▶ **Given data**:

=======

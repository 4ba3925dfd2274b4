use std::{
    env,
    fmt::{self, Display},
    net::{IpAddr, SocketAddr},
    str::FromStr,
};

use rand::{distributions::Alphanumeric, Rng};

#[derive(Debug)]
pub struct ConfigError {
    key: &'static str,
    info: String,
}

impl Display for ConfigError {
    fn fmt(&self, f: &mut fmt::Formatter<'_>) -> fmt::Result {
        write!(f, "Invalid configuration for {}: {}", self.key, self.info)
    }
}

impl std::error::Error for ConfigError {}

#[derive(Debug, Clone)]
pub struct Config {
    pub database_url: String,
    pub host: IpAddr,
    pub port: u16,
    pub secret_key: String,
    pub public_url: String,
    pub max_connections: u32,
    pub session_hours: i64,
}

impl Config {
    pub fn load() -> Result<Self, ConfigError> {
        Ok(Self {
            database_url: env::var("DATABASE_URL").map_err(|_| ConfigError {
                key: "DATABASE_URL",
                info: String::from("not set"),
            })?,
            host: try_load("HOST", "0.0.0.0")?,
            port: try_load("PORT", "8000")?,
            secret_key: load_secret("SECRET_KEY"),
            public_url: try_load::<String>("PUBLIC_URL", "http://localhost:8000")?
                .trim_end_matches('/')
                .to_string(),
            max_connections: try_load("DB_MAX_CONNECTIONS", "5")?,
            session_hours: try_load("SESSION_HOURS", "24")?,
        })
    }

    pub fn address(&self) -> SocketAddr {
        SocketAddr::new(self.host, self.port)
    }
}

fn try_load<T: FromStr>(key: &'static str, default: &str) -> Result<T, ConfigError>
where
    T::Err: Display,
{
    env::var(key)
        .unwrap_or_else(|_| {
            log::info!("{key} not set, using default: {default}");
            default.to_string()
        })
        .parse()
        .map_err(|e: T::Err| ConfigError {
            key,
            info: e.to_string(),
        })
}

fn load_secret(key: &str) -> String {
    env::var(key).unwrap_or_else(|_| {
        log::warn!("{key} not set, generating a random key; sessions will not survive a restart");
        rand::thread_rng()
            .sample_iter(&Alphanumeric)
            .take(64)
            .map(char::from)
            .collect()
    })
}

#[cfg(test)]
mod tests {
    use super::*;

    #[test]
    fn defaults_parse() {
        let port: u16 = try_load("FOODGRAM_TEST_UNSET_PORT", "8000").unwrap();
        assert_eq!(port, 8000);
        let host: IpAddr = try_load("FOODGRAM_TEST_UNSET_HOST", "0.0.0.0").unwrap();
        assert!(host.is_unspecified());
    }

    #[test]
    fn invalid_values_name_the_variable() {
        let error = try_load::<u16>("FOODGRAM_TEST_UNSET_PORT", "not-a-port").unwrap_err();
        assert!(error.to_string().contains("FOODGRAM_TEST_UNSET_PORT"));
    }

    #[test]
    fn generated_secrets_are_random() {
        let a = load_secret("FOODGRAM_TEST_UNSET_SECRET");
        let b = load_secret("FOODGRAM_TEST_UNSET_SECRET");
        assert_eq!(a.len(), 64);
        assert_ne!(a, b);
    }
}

=======

▶ **Task item**:
Write out the listing exactly from its first line to the line containing "not set, using". Both of those lines belong in the answer.

▶ **Answer box**:
repository 4ba3925dfd2274b4
use std::{
    env,
    fmt::{self, Display},
    net::{IpAddr, SocketAddr},
    str::FromStr,
};

use rand::{distributions::Alphanumeric, Rng};

#[derive(Debug)]
pub struct ConfigError {
    key: &'static str,
    info: String,
}

impl Display for ConfigError {
    fn fmt(&self, f: &mut fmt::Formatter<'_>) -> fmt::Result {
        write!(f, "Invalid configuration for {}: {}", self.key, self.info)
    }
}

impl std::error::Error for ConfigError {}

#[derive(Debug, Clone)]
pub struct Config {
    pub database_url: String,
    pub host: IpAddr,
    pub port: u16,
    pub secret_key: String,
    pub public_url: String,
    pub max_connections: u32,
    pub session_hours: i64,
}

impl Config {
    pub fn load() -> Result<Self, ConfigError> {
        Ok(Self {
            database_url: env::var("DATABASE_URL").map_err(|_| ConfigError {
                key: "DATABASE_URL",
                info: String::from("not set"),
            })?,
            host: try_load("HOST", "0.0.0.0")?,
            port: try_load("PORT", "8000")?,
            secret_key: load_secret("SECRET_KEY"),
            public_url: try_load::<String>("PUBLIC_URL", "http://localhost:8000")?
                .trim_end_matches('/')
                .to_string(),
            max_connections: try_load("DB_MAX_CONNECTIONS", "5")?,
            session_hours: try_load("SESSION_HOURS", "24")?,
        })
    }

    pub fn address(&self) -> SocketAddr {
        SocketAddr::new(self.host, self.port)
    }
}

fn try_load<T: FromStr>(key: &'static str, default: &str) -> Result<T, ConfigError>
where
    T::Err: Display,
{
    env::var(key)
        .unwrap_or_else(|_| {
            log::info!("{key} not set, using default: {default}");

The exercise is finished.